Study material
========================
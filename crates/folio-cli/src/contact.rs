use anyhow::Result;
use colored::Colorize;
use folio_core::{ContactForm, Field, SubmitRejected, SubmitTicket};
use std::cell::RefCell;
use std::time::Duration;
use tracing::debug;

use crate::prompt::Prompter;

const RETRY_OPTIONS: [&str; 2] = ["Fix and resend", "Cancel"];

/// Outcome of one run of the contact flow
#[derive(Debug, PartialEq, Eq)]
pub enum Outcome {
    Sent { name: String },
    Cancelled,
}

/// Fill in the form, then run the simulated send.
///
/// Rejected submits offer to re-enter the fields that caused the rejection.
pub async fn run(prompter: &dyn Prompter, delay: Duration) -> Result<Outcome> {
    let form = RefCell::new(ContactForm::new());
    let mut pending: Vec<Field> = Field::ALL.to_vec();

    loop {
        for field in &pending {
            let value = prompter.input(&field.to_string())?;
            form.borrow_mut().set(*field, value);
        }

        let attempt = form.borrow_mut().begin_submit();
        match attempt {
            Ok(ticket) => {
                println!("{}", "Sending...".dimmed());
                let name = deliver(&form, ticket, delay).await;
                println!(
                    "{}",
                    format!("Message sent! Thanks, {}. I'll get back to you soon.", name).green()
                );
                return Ok(Outcome::Sent { name });
            }
            Err(rejected) => {
                println!("{}", rejected.to_string().red());
                pending = match rejected {
                    SubmitRejected::MissingFields(fields) => fields,
                    SubmitRejected::InvalidEmail => vec![Field::Email],
                    SubmitRejected::AlreadySubmitting => Vec::new(),
                };
                if prompter.select("What would you like to do?", &RETRY_OPTIONS, 0)? != 0 {
                    println!("{}", "Cancelled.".red());
                    return Ok(Outcome::Cancelled);
                }
            }
        }
    }
}

/// Wait out the simulated send, then reset the form and return the sender's
/// name. The form stays locked until the delay has elapsed.
async fn deliver(form: &RefCell<ContactForm>, ticket: SubmitTicket, delay: Duration) -> String {
    let name = form.borrow().name.trim().to_string();
    let delay_ms = u64::try_from(delay.as_millis()).unwrap_or(u64::MAX);
    debug!(delay_ms, "simulating send");
    tokio::time::sleep(delay).await;
    form.borrow_mut().finish_submit(ticket);
    name
}

#[cfg(test)]
mod tests {
    use super::*;
    use crate::prompt::TestPrompter;

    #[tokio::test]
    async fn test_complete_form_is_sent() {
        let prompter = TestPrompter::new("", "Ada,ada@example.com,Hi,Hello there");
        let outcome = run(&prompter, Duration::ZERO).await.unwrap();
        assert_eq!(
            outcome,
            Outcome::Sent {
                name: "Ada".to_string()
            }
        );
    }

    #[tokio::test]
    async fn test_only_missing_fields_are_asked_again() {
        // Message left blank, then supplied on retry
        let prompter = TestPrompter::new("0", "Ada,ada@example.com,Hi,,Later then");
        let outcome = run(&prompter, Duration::ZERO).await.unwrap();
        assert!(matches!(outcome, Outcome::Sent { .. }));
    }

    #[tokio::test]
    async fn test_invalid_email_then_cancel() {
        let prompter = TestPrompter::new("1", "Ada,nope,Hi,Hello");
        let outcome = run(&prompter, Duration::ZERO).await.unwrap();
        assert_eq!(outcome, Outcome::Cancelled);
    }

    #[tokio::test(start_paused = true)]
    async fn test_form_stays_locked_until_delay_elapses() {
        let form = RefCell::new(ContactForm::new());
        {
            let mut f = form.borrow_mut();
            f.set(Field::Name, "Ada");
            f.set(Field::Email, "ada@example.com");
            f.set(Field::Subject, "Hi");
            f.set(Field::Message, "Hello there");
        }
        let ticket = form.borrow_mut().begin_submit().unwrap();
        assert!(form.borrow().is_submitting());
        assert!(!form.borrow().can_submit());

        let delivery = deliver(&form, ticket, Duration::from_secs(2));
        tokio::pin!(delivery);

        let early = tokio::time::timeout(Duration::from_millis(1900), &mut delivery).await;
        assert!(early.is_err());
        assert!(form.borrow().is_submitting());
        assert!(!form.borrow().can_submit());
        assert_eq!(form.borrow().message, "Hello there");

        let name = tokio::time::timeout(Duration::from_millis(200), &mut delivery)
            .await
            .unwrap();
        assert_eq!(name, "Ada");
        let f = form.borrow();
        assert!(!f.is_submitting());
        assert!(f.can_submit());
        assert_eq!(*f, ContactForm::new());
    }

    #[tokio::test(start_paused = true)]
    async fn test_run_waits_for_the_full_delay() {
        let prompter = TestPrompter::new("", "Ada,ada@example.com,Hi,Hello there");
        let started = tokio::time::Instant::now();
        let outcome = run(&prompter, Duration::from_secs(2)).await.unwrap();
        assert!(matches!(outcome, Outcome::Sent { .. }));
        assert!(started.elapsed() >= Duration::from_secs(2));
    }

    #[tokio::test]
    async fn test_runs_out_of_answers() {
        let prompter = TestPrompter::new("", "Ada");
        assert!(run(&prompter, Duration::ZERO).await.is_err());
    }
}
========================
What is required
Your answer should be every line above that contains the word "SubmitRejected".

Solution for this exercise
use folio_core::{ContactForm, Field, SubmitRejected, SubmitTicket};
                    SubmitRejected::MissingFields(fields) => fields,
                    SubmitRejected::InvalidEmail => vec![Field::Email],
                    SubmitRejected::AlreadySubmitting => Vec::new(),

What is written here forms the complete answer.